Companies looking to help build Donald Trump’s border wall may face stiff penalties if lawmakers in several key markets have their way, especially in California.
Already in San Francisco’s Bay Area, lawmakers have proposed or passed legislation that would penalize companies that bid on the 2,000-mile Mexican border wall, as part of a resistance strategy to hobble its construction.
Two San Francisco city supervisors are introducing legislation Tuesday that would prevent the city from employing companies that are trying to secure contracts to help build the wall, regardless of whether their application is successful. And Democratic state assemblyman Phil Ting proposed legislation that would give the state’s public employee and retirement systems to liquidate any assets in businesses that contract with the Trump administration to build the wall.
More than 20 Bay Area companies have reportedly expressed interest in contracting for the wall project, according to the East Bay Express, and about 100 of the roughly 600 companies reportedly interested in bidding are based in California.

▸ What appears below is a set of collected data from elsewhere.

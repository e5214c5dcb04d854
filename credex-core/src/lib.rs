//! # Credex Core
//!
//! Core library for Credex, a credential-management service: account
//! registration, credential authentication, and self-service or
//! administrative password/email changes.
//!
//! ## Overview
//!
//! The crate exposes one component, [`CredentialService`], composed from two
//! collaborators:
//!
//! - [`PasswordCrypto`]: Argon2id hashing and verification with a
//!   server-side pepper. Hashing cost is deliberately nontrivial and
//!   dominates operation latency as a defense against offline and online
//!   brute-force guessing.
//! - [`CredentialRepository`]: a narrow async port over the `auth_users`
//!   table (insert, select-by-email, update-password, update-email).
//!   [`SqliteCredentialRepository`] implements it over SQLx; swapping store
//!   technology never touches credential logic.
//!
//! Every operation is a single validate → (authenticate) → mutate pass:
//! inputs are checked first ([`ValidationReport`] carries field-level
//! detail), self-service mutations re-authenticate before touching the
//! store, and email uniqueness is enforced by the store constraint rather
//! than a racy pre-check.
//!
//! ## Feature Flags
//!
//! - `database`: enables the SQLx/SQLite store adapter (on by default).
//!
//! ## Examples
//!
//! ```no_run
//! use std::sync::Arc;
//!
//! use credex_core::{
//!     CredentialService, PasswordCrypto, RegisterRequest,
//!     infrastructure::repositories::SqliteCredentialRepository,
//! };
//! use sqlx::sqlite::SqlitePoolOptions;
//!
//! async fn bootstrap() -> Result<(), Box<dyn std::error::Error>> {
//!     let pool = SqlitePoolOptions::new()
//!         .max_connections(1)
//!         .connect("sqlite::memory:")
//!         .await?;
//!     SqliteCredentialRepository::migrate(&pool).await?;
//!
//!     let service = CredentialService::new(
//!         Arc::new(SqliteCredentialRepository::new(pool)),
//!         Arc::new(PasswordCrypto::new("server-pepper")?),
//!     );
//!
//!     let user_id = service
//!         .register(RegisterRequest {
//!             email: "a@x.com".into(),
//!             password: "password1".into(),
//!             password_confirm: "password1".into(),
//!         })
//!         .await?;
//!     println!("registered user {user_id}");
//!     Ok(())
//! }
//! ```

#![cfg_attr(docsrs, feature(doc_cfg))]

/// Password hashing and verification.
pub mod crypto;
/// Operation inputs, store port, and the credential service.
pub mod domain;
/// Error taxonomy for credential operations.
pub mod error;
/// Store adapters.
#[cfg(feature = "database")]
pub mod infrastructure;
/// Field-level input validation.
pub mod validate;

pub use crypto::{CryptoError, PasswordCrypto};
pub use domain::repositories::{CredentialRecord, CredentialRepository, RepositoryError};
pub use domain::requests::{
    AuthenticateRequest, ChangeEmailRequest, ChangePasswordRequest, ForceChangeEmailRequest,
    ForceChangePasswordRequest, RegisterRequest,
};
pub use domain::services::CredentialService;
pub use error::{AuthError, Result};
pub use validate::{FieldViolation, ValidationReport, ViolationRule};

/// Embedded schema migrations for the SQLite store adapter.
#[cfg(feature = "database")]
pub static MIGRATOR: sqlx::migrate::Migrator = sqlx::migrate!("./migrations");
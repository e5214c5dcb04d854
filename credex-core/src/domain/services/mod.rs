//! The credential manager and its operations.

mod credential_service;

pub use credential_service::CredentialService;
//! Inputs to the credential operations, one struct per public operation.
//!
//! Fields are public and constructed by struct literal. Each struct knows
//! its own constraints via `validate()`; the service refuses to touch the
//! store until the report comes back clean.

use crate::validate::{
    ValidationReport, check_email, check_equals, check_not_equals, check_password,
    check_positive_id,
};

/// Input to [`CredentialService::register`](crate::CredentialService::register).
#[derive(Debug, Clone)]
pub struct RegisterRequest {
    /// Email for the new account.
    pub email: String,
    /// Plaintext password; hashed before storage, never persisted.
    pub password: String,
    /// Must match `password` exactly.
    pub password_confirm: String,
}

impl RegisterRequest {
    /// Check field constraints without touching the store.
    pub fn validate(&self) -> ValidationReport {
        let mut report = ValidationReport::default();
        check_email(&mut report, "email", &self.email);
        check_password(&mut report, "password", &self.password);
        check_equals(
            &mut report,
            "password_confirm",
            "password",
            &self.password_confirm,
            &self.password,
        );
        report
    }
}

/// Input to [`CredentialService::authenticate`](crate::CredentialService::authenticate).
#[derive(Debug, Clone)]
pub struct AuthenticateRequest {
    /// Email to look up.
    pub email: String,
    /// Plaintext password to verify.
    pub password: String,
}

impl AuthenticateRequest {
    /// Check field constraints; malformed probes fail before any store or
    /// hashing work.
    pub fn validate(&self) -> ValidationReport {
        let mut report = ValidationReport::default();
        check_email(&mut report, "email", &self.email);
        check_password(&mut report, "password", &self.password);
        report
    }
}

/// Input to [`CredentialService::change_password`](crate::CredentialService::change_password).
#[derive(Debug, Clone)]
pub struct ChangePasswordRequest {
    /// Email of the account being changed.
    pub email: String,
    /// Current plaintext password; re-authenticated before any mutation.
    pub current_password: String,
    /// Replacement password. Must differ from `current_password`.
    pub new_password: String,
    /// Must match `new_password` exactly.
    pub new_password_confirm: String,
}

impl ChangePasswordRequest {
    /// Check field constraints without touching the store.
    pub fn validate(&self) -> ValidationReport {
        let mut report = ValidationReport::default();
        check_email(&mut report, "email", &self.email);
        check_password(&mut report, "current_password", &self.current_password);
        check_password(&mut report, "new_password", &self.new_password);
        check_not_equals(
            &mut report,
            "new_password",
            "current_password",
            &self.new_password,
            &self.current_password,
        );
        check_equals(
            &mut report,
            "new_password_confirm",
            "new_password",
            &self.new_password_confirm,
            &self.new_password,
        );
        report
    }
}

/// Input to [`CredentialService::change_email`](crate::CredentialService::change_email).
#[derive(Debug, Clone)]
pub struct ChangeEmailRequest {
    /// Current email of the account.
    pub email: String,
    /// Plaintext password; re-authenticated before any mutation.
    pub password: String,
    /// Replacement email. Must differ from `email`.
    pub new_email: String,
    /// Must match `new_email` exactly.
    pub new_email_confirm: String,
}

impl ChangeEmailRequest {
    /// Check field constraints without touching the store.
    pub fn validate(&self) -> ValidationReport {
        let mut report = ValidationReport::default();
        check_email(&mut report, "email", &self.email);
        check_password(&mut report, "password", &self.password);
        check_email(&mut report, "new_email", &self.new_email);
        check_not_equals(
            &mut report,
            "new_email",
            "email",
            &self.new_email,
            &self.email,
        );
        check_equals(
            &mut report,
            "new_email_confirm",
            "new_email",
            &self.new_email_confirm,
            &self.new_email,
        );
        report
    }
}

/// Input to [`CredentialService::force_change_password`](crate::CredentialService::force_change_password).
#[derive(Debug, Clone)]
pub struct ForceChangePasswordRequest {
    /// Target record id; the caller vouches for its authority.
    pub user_id: i64,
    /// Replacement password.
    pub new_password: String,
    /// Must match `new_password` exactly.
    pub new_password_confirm: String,
}

impl ForceChangePasswordRequest {
    /// Check field constraints without touching the store.
    pub fn validate(&self) -> ValidationReport {
        let mut report = ValidationReport::default();
        check_positive_id(&mut report, "user_id", self.user_id);
        check_password(&mut report, "new_password", &self.new_password);
        check_equals(
            &mut report,
            "new_password_confirm",
            "new_password",
            &self.new_password_confirm,
            &self.new_password,
        );
        report
    }
}

/// Input to [`CredentialService::force_change_email`](crate::CredentialService::force_change_email).
#[derive(Debug, Clone)]
pub struct ForceChangeEmailRequest {
    /// Target record id; the caller vouches for its authority.
    pub user_id: i64,
    /// Replacement email.
    pub new_email: String,
    /// Must match `new_email` exactly.
    pub new_email_confirm: String,
}

impl ForceChangeEmailRequest {
    /// Check field constraints without touching the store.
    pub fn validate(&self) -> ValidationReport {
        let mut report = ValidationReport::default();
        check_positive_id(&mut report, "user_id", self.user_id);
        check_email(&mut report, "new_email", &self.new_email);
        check_equals(
            &mut report,
            "new_email_confirm",
            "new_email",
            &self.new_email_confirm,
            &self.new_email,
        );
        report
    }
}

#[cfg(test)]
mod tests {
    use super::*;
    use crate::validate::ViolationRule;

    fn register(email: &str, password: &str, confirm: &str) -> RegisterRequest {
        RegisterRequest {
            email: email.into(),
            password: password.into(),
            password_confirm: confirm.into(),
        }
    }

    #[test]
    fn register_accepts_well_formed_input() {
        let report = register("a@x.com", "password1", "password1").validate();
        assert!(report.is_satisfied(), "{report}");
    }

    #[test]
    fn register_rejects_missing_and_malformed_email() {
        assert!(
            register("", "password1", "password1")
                .validate()
                .has_violation_on("email")
        );
        assert!(
            register("not-an-email@host", "password1", "password1")
                .validate()
                .has_violation_on("email")
        );
    }

    #[test]
    fn register_rejects_mismatched_confirmation() {
        let report = register("a@x.com", "password1", "other_password1").validate();
        assert!(report.has_violation_on("password_confirm"));
    }

    #[test]
    fn change_password_requires_new_to_differ() {
        let request = ChangePasswordRequest {
            email: "a@x.com".into(),
            current_password: "password1".into(),
            new_password: "password1".into(),
            new_password_confirm: "password1".into(),
        };
        let report = request.validate();
        assert!(report.violations.iter().any(|v| {
            v.field == "new_password" && v.rule == ViolationRule::NotEqualsField("current_password")
        }));
    }

    #[test]
    fn change_email_requires_new_to_differ() {
        let request = ChangeEmailRequest {
            email: "a@x.com".into(),
            password: "password1".into(),
            new_email: "a@x.com".into(),
            new_email_confirm: "a@x.com".into(),
        };
        assert!(request.validate().has_violation_on("new_email"));
    }

    #[test]
    fn force_requests_require_positive_ids() {
        let request = ForceChangePasswordRequest {
            user_id: 0,
            new_password: "password2".into(),
            new_password_confirm: "password2".into(),
        };
        assert!(request.validate().has_violation_on("user_id"));

        let request = ForceChangeEmailRequest {
            user_id: -1,
            new_email: "b@x.com".into(),
            new_email_confirm: "b@x.com".into(),
        };
        assert!(request.validate().has_violation_on("user_id"));
    }
}
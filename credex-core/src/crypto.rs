use argon2::{
    Algorithm, Argon2, Params, ParamsBuilder, Version,
    password_hash::{PasswordHash, PasswordHasher, PasswordVerifier, SaltString},
};
use password_hash::Error as PasswordHashError;
use rand::{TryRngCore, rngs::OsRng};
use thiserror::Error;
use zeroize::Zeroizing;

/// Centralized cryptographic helper for credential hashing.
///
/// Wraps Argon2id with a server-side pepper so every stored hash is bound to
/// a secret the database never sees. Keeping the parameters in one place
/// guarantees consistent cost choices and makes it possible to rotate the
/// pepper in the future.
///
/// Construction also derives a decoy hash so lookups that miss can still
/// burn a full verification (see [`PasswordCrypto::verify_decoy`]).
pub struct PasswordCrypto {
    argon2: Argon2<'static>,
    pepper: Zeroizing<Vec<u8>>,
    decoy_hash: String,
}

impl std::fmt::Debug for PasswordCrypto {
    fn fmt(&self, f: &mut std::fmt::Formatter<'_>) -> std::fmt::Result {
        f.debug_struct("PasswordCrypto").finish()
    }
}

/// Errors raised while configuring or running the password hasher.
#[derive(Debug, Error)]
pub enum CryptoError {
    /// The server-side pepper was empty at construction time.
    #[error("password pepper must not be empty")]
    EmptyPepper,
    /// The Argon2 parameter set was rejected by the hasher.
    #[error("invalid Argon2 parameters: {0}")]
    InvalidParams(String),
    /// Hashing or verification failed, typically on RNG exhaustion or a
    /// malformed stored hash.
    #[error("password hashing error: {0}")]
    Hash(String),
}

impl From<PasswordHashError> for CryptoError {
    fn from(err: PasswordHashError) -> Self {
        CryptoError::Hash(err.to_string())
    }
}

impl PasswordCrypto {
    /// Server defaults target ~64 MiB memory and 3 iterations, a solid
    /// baseline without dedicated tuning.
    const DEFAULT_MEMORY_KIB: u32 = 64 * 1024; // 64 MiB
    const DEFAULT_ITERATIONS: u32 = 3;
    const DEFAULT_PARALLELISM: u32 = 1;
    const SALT_LENGTH: usize = password_hash::Salt::RECOMMENDED_LENGTH;

    /// Build a helper with default Argon2id parameters.
    pub fn new(pepper: impl AsRef<[u8]>) -> Result<Self, CryptoError> {
        Self::with_params(
            pepper,
            ParamsBuilder::new()
                .m_cost(Self::DEFAULT_MEMORY_KIB)
                .t_cost(Self::DEFAULT_ITERATIONS)
                .p_cost(Self::DEFAULT_PARALLELISM)
                .output_len(32)
                .build()
                .map_err(|err| CryptoError::InvalidParams(err.to_string()))?,
        )
    }

    /// Build a helper with caller-specified Argon2 parameters (useful for
    /// tests or constrained environments).
    pub fn with_params(
        pepper: impl AsRef<[u8]>,
        params: Params,
    ) -> Result<Self, CryptoError> {
        let pepper = pepper.as_ref();
        if pepper.is_empty() {
            return Err(CryptoError::EmptyPepper);
        }

        let argon2 = Argon2::new(Algorithm::Argon2id, Version::default(), params);

        let mut crypto = Self {
            argon2,
            pepper: Zeroizing::new(pepper.to_vec()),
            decoy_hash: String::new(),
        };
        let decoy_hash = crypto.hash_password("")?;
        crypto.decoy_hash = decoy_hash;
        Ok(crypto)
    }

    /// Hash a password using Argon2id with a random salt and the shared
    /// pepper. The resulting PHC string is suitable for storage.
    pub fn hash_password(&self, password: &str) -> Result<String, CryptoError> {
        let material = self.peppered(password);

        let mut salt_bytes = [0u8; Self::SALT_LENGTH];
        OsRng
            .try_fill_bytes(&mut salt_bytes)
            .map_err(|err| CryptoError::Hash(err.to_string()))?;
        let salt = SaltString::encode_b64(&salt_bytes).map_err(CryptoError::from)?;
        let hash = self.argon2.hash_password(&material, &salt)?.to_string();
        Ok(hash)
    }

    /// Verify a password against a stored PHC hash, applying the shared
    /// pepper. The underlying comparison is constant-time.
    pub fn verify_password(
        &self,
        password: &str,
        password_hash: &str,
    ) -> Result<bool, CryptoError> {
        let parsed = PasswordHash::new(password_hash)?;
        let material = self.peppered(password);
        Ok(self.argon2.verify_password(&material, &parsed).is_ok())
    }

    /// Burn a verification against the decoy hash.
    ///
    /// Used when a lookup misses entirely, so that "unknown account" and
    /// "wrong password" cost the caller one Argon2 verification each and are
    /// indistinguishable by timing. The result is always discarded.
    pub fn verify_decoy(&self, password: &str) {
        let _ = self.verify_password(password, &self.decoy_hash);
    }

    fn peppered(&self, password: &str) -> Zeroizing<Vec<u8>> {
        let mut material =
            Zeroizing::new(Vec::with_capacity(password.len() + self.pepper.len()));
        material.extend_from_slice(password.as_bytes());
        material.extend_from_slice(&self.pepper);
        material
    }

    #[cfg(test)]
    pub(crate) fn pepper(&self) -> &[u8] {
        &self.pepper
    }
}

#[cfg(test)]
pub(crate) fn test_params() -> Params {
    // Cheap parameters so test suites are not dominated by hashing cost.
    Params::new(1024, 1, 1, Some(32)).expect("valid test params")
}

#[cfg(test)]
mod tests {
    use super::*;

    fn crypto() -> PasswordCrypto {
        PasswordCrypto::with_params("pepper", test_params()).unwrap()
    }

    #[test]
    fn hashes_passwords_and_verifies() {
        let crypto = crypto();
        let hash = crypto.hash_password("correct horse").unwrap();
        assert!(crypto.verify_password("correct horse", &hash).unwrap());
        assert!(!crypto.verify_password("battery staple", &hash).unwrap());
    }

    #[test]
    fn hash_is_opaque_and_salted() {
        let crypto = crypto();
        let first = crypto.hash_password("password1").unwrap();
        let second = crypto.hash_password("password1").unwrap();
        assert_ne!(first, "password1");
        assert!(first.starts_with("$argon2id$"));
        // Random salts mean equal plaintexts never share a hash.
        assert_ne!(first, second);
    }

    #[test]
    fn pepper_binds_the_hash() {
        let crypto = crypto();
        let other = PasswordCrypto::with_params("other-pepper", test_params()).unwrap();
        let hash = crypto.hash_password("correct horse").unwrap();
        assert!(!other.verify_password("correct horse", &hash).unwrap());
        assert_eq!(crypto.pepper(), b"pepper");
    }

    #[test]
    fn rejects_empty_pepper() {
        assert!(matches!(
            PasswordCrypto::new(""),
            Err(CryptoError::EmptyPepper)
        ));
    }

    #[test]
    fn decoy_verification_never_panics() {
        let crypto = crypto();
        crypto.verify_decoy("anything at all");
    }

    #[test]
    fn rejects_malformed_stored_hash() {
        let crypto = crypto();
        assert!(matches!(
            crypto.verify_password("pw", "not-a-phc-string"),
            Err(CryptoError::Hash(_))
        ));
    }
}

“What we are saying is that we are not going to spend billions of dollars and line the pockets of businesses that engage in work that goes against the values that we hold most dear,” San Francisco City Supervisor Hillary Ronen said in a San Francisco Chronicle report.
In neighboring Oakland, the City Council on Tuesday will formally vote on a proposal for a citywide boycott of companies looking to contract with the Trump administration.
The resolution was introduced by council member Abel Guillén last month and passed unanimously by the City Council Finance Committee.
And last week, Berkeley officials voted unanimously to divest from any business that get involved with the construction of the wall.
“Californians build bridges not walls,” Ting said in a statement. “This is a wall of shame, and we don’t want any part of it.”
Lawmakers elsewhere are mulling similarly punitive measures against would-be wall contractors. A statewide boycott of those companies was proposed by New York Assemblywoman Nily Rozic in January. Chicago state representative Will Guzzardi also proposed a bill that would divest pension funds and investments from companies working on the border wall. Neither of those measures have come up for votes yet. But by the time they do, it could be too late.
On Friday, U.S. Customs and Border Protection set deadlines for companies to submit design proposals, along with some guidelines. They are asking for two separate proposals: one for a solid concrete wall, and a second for the “other border wall” which will have a “see-through component/ capability.”
Bidders must submit a proposal for the concrete wall by Wednesday, and a proposal for the second wall by March 29.
There are parameters: CBP wants a wall design “physically imposing in height,” ideally 30 feet high, but it will consider proposals at a minimum height of 18 feet.
More than 600 companies have registered as potential contractors since CBP put out the call for submissions, CNBC reported. CNBC also found that most of the potential vendors were based in California and Texas, hosting about 100 companies each.